Source data

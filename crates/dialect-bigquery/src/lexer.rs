//! Lossless SQL tokenizer.
//!
//! Every byte of the input belongs to exactly one token, so concatenating
//! token texts reproduces the input. Rewrites work token by token and copy
//! everything they do not touch verbatim.

#[derive(Debug, Clone, Copy, PartialEq, Eq)]
pub enum TokenKind {
    Whitespace,
    /// `-- ...`, `# ...` or `/* ... */`.
    Comment,
    /// Keywords and bare identifiers.
    Word,
    /// `` `...` ``
    QuotedIdent,
    /// `'...'`, `"..."`, triple-quoted and `r`/`b` prefixed forms.
    StringLiteral,
    Number,
    /// `:name`
    Placeholder,
    Punct,
}

#[derive(Debug, Clone, Copy, PartialEq, Eq)]
pub struct Token<'source> {
    pub kind: TokenKind,
    pub text: &'source str,
}

impl<'source> Token<'source> {
    #[must_use]
    pub const fn is_trivia(&self) -> bool {
        matches!(self.kind, TokenKind::Whitespace | TokenKind::Comment)
    }

    #[must_use]
    pub fn is_keyword(&self, keyword: &str) -> bool {
        self.kind == TokenKind::Word && self.text.eq_ignore_ascii_case(keyword)
    }

    /// Placeholder name without the leading colon.
    #[must_use]
    pub fn placeholder_name(&self) -> Option<&'source str> {
        match self.kind {
            TokenKind::Placeholder => self.text.strip_prefix(':'),
            _ => None,
        }
    }

    /// Identifier text with surrounding backticks removed.
    #[must_use]
    pub fn identifier(&self) -> Option<&'source str> {
        match self.kind {
            TokenKind::Word => Some(self.text),
            TokenKind::QuotedIdent => self
                .text
                .strip_prefix('`')
                .and_then(|inner| inner.strip_suffix('`')),
            _ => None,
        }
    }
}

pub fn tokenize(input: &str) -> Vec<Token<'_>> {
    let mut tokenizer = Tokenizer::new(input);
    let mut tokens = Vec::new();
    while let Some(token) = tokenizer.next_token() {
        tokens.push(token);
    }
    tokens
}

const fn is_whitespace(b: u8) -> bool {
    matches!(b, b' ' | b'\t' | b'\n' | b'\r' | 0x0c)
}

const fn is_word_start(b: u8) -> bool {
    b.is_ascii_alphabetic() || b == b'_' || b >= 0x80
}

const fn is_word_continue(b: u8) -> bool {
    b.is_ascii_alphanumeric() || b == b'_' || b == b'$' || b >= 0x80
}

const fn is_quote(b: u8) -> bool {
    b == b'\'' || b == b'"'
}

struct Tokenizer<'source> {
    input: &'source str,
    position: usize,
}

impl<'source> Tokenizer<'source> {
    fn new(input: &'source str) -> Self {
        Self { input, position: 0 }
    }

    fn peek_byte(&self) -> Option<u8> {
        self.peek_byte_at(0)
    }

    fn peek_byte_at(&self, offset: usize) -> Option<u8> {
        self.input.as_bytes().get(self.position + offset).copied()
    }

    fn next_byte(&mut self) -> Option<u8> {
        self.peek_byte().inspect(|_| {
            self.position += 1;
        })
    }

    fn starts_with(&self, pattern: &str) -> bool {
        self.input.as_bytes()[self.position..].starts_with(pattern.as_bytes())
    }

    fn token(&self, kind: TokenKind, start: usize) -> Token<'source> {
        // Token boundaries only fall on ASCII bytes or the end of input,
        // so the slice is always valid UTF-8.
        Token {
            kind,
            text: &self.input[start..self.position],
        }
    }

    fn next_token(&mut self) -> Option<Token<'source>> {
        let start = self.position;
        let b = self.peek_byte()?;

        let kind = match b {
            _ if is_whitespace(b) => {
                self.consume_while(is_whitespace);
                TokenKind::Whitespace
            }
            b'-' if self.peek_byte_at(1) == Some(b'-') => {
                self.consume_line();
                TokenKind::Comment
            }
            b'#' => {
                self.consume_line();
                TokenKind::Comment
            }
            b'/' if self.peek_byte_at(1) == Some(b'*') => {
                self.consume_block_comment();
                TokenKind::Comment
            }
            b'`' => {
                self.position += 1;
                self.consume_quoted(b'`', false);
                TokenKind::QuotedIdent
            }
            _ if is_quote(b) => {
                self.consume_string(false);
                TokenKind::StringLiteral
            }
            _ if self.string_prefix_len() > 0 => {
                let prefix_len = self.string_prefix_len();
                let raw = self.input.as_bytes()[start..start + prefix_len]
                    .iter()
                    .any(|byte| byte.eq_ignore_ascii_case(&b'r'));
                self.position += prefix_len;
                self.consume_string(raw);
                TokenKind::StringLiteral
            }
            b'0'..=b'9' => {
                self.consume_number();
                TokenKind::Number
            }
            b'.' if self.peek_byte_at(1).is_some_and(|next| next.is_ascii_digit()) => {
                self.consume_number();
                TokenKind::Number
            }
            b':' if self.peek_byte_at(1).is_some_and(is_word_start) => {
                self.position += 1;
                self.consume_while(is_word_continue);
                TokenKind::Placeholder
            }
            b':' if self.peek_byte_at(1) == Some(b':') => {
                self.position += 2;
                TokenKind::Punct
            }
            _ if is_word_start(b) => {
                self.consume_while(is_word_continue);
                TokenKind::Word
            }
            _ => {
                self.position += 1;
                TokenKind::Punct
            }
        };

        Some(self.token(kind, start))
    }

    fn consume_while(&mut self, predicate: impl Fn(u8) -> bool) {
        while self.peek_byte().is_some_and(&predicate) {
            self.position += 1;
        }
    }

    fn consume_line(&mut self) {
        self.consume_while(|b| b != b'\n');
    }

    fn consume_block_comment(&mut self) {
        self.position += 2;
        while self.peek_byte().is_some() {
            if self.starts_with("*/") {
                self.position += 2;
                return;
            }
            self.position += 1;
        }
    }

    /// Length of an `r`, `b`, `rb` or `br` prefix directly followed by a quote.
    fn string_prefix_len(&self) -> usize {
        let is_prefix = |b: Option<u8>| b.is_some_and(|b| matches!(b, b'r' | b'R' | b'b' | b'B'));

        // A prefix must start a word, not end one.
        if self.position > 0
            && is_word_continue(self.input.as_bytes()[self.position - 1])
        {
            return 0;
        }
        if !is_prefix(self.peek_byte()) {
            return 0;
        }
        if self.peek_byte_at(1).is_some_and(is_quote) {
            return 1;
        }
        if is_prefix(self.peek_byte_at(1))
            && self.peek_byte_at(2).is_some_and(is_quote)
            && self.peek_byte().map(|b| b.to_ascii_lowercase())
                != self.peek_byte_at(1).map(|b| b.to_ascii_lowercase())
        {
            return 2;
        }
        0
    }

    fn consume_string(&mut self, raw: bool) {
        let Some(quote) = self.peek_byte() else {
            return;
        };
        let triple = [quote, quote, quote];
        if self.input.as_bytes()[self.position..].starts_with(&triple) {
            self.position += 3;
            self.consume_triple_quoted(quote, raw);
        } else {
            self.position += 1;
            self.consume_quoted(quote, raw);
        }
    }

    /// Consumes up to and including the closing `quote`. Unterminated input
    /// runs to the end.
    fn consume_quoted(&mut self, quote: u8, raw: bool) {
        while let Some(b) = self.next_byte() {
            if b == b'\\' && !raw {
                self.next_byte();
                continue;
            }
            if b == quote {
                // Doubled quote is an escaped quote.
                if self.peek_byte() == Some(quote) {
                    self.position += 1;
                    continue;
                }
                return;
            }
        }
    }

    fn consume_triple_quoted(&mut self, quote: u8, raw: bool) {
        let triple = [quote, quote, quote];
        while self.peek_byte().is_some() {
            if self.input.as_bytes()[self.position..].starts_with(&triple) {
                self.position += 3;
                return;
            }
            if self.next_byte() == Some(b'\\') && !raw {
                self.next_byte();
            }
        }
    }

    fn consume_number(&mut self) {
        while let Some(b) = self.peek_byte() {
            let exponent_sign = matches!(b, b'+' | b'-')
                && self.position > 0
                && matches!(self.input.as_bytes()[self.position - 1], b'e' | b'E');
            if b.is_ascii_alphanumeric() || b == b'.' || b == b'_' || exponent_sign {
                self.position += 1;
            } else {
                break;
            }
        }
    }
}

Instructions to follow
Check the records above and copy each line that has the string "pattern".

Response to the task
    fn starts_with(&self, pattern: &str) -> bool {
        self.input.as_bytes()[self.position..].starts_with(pattern.as_bytes())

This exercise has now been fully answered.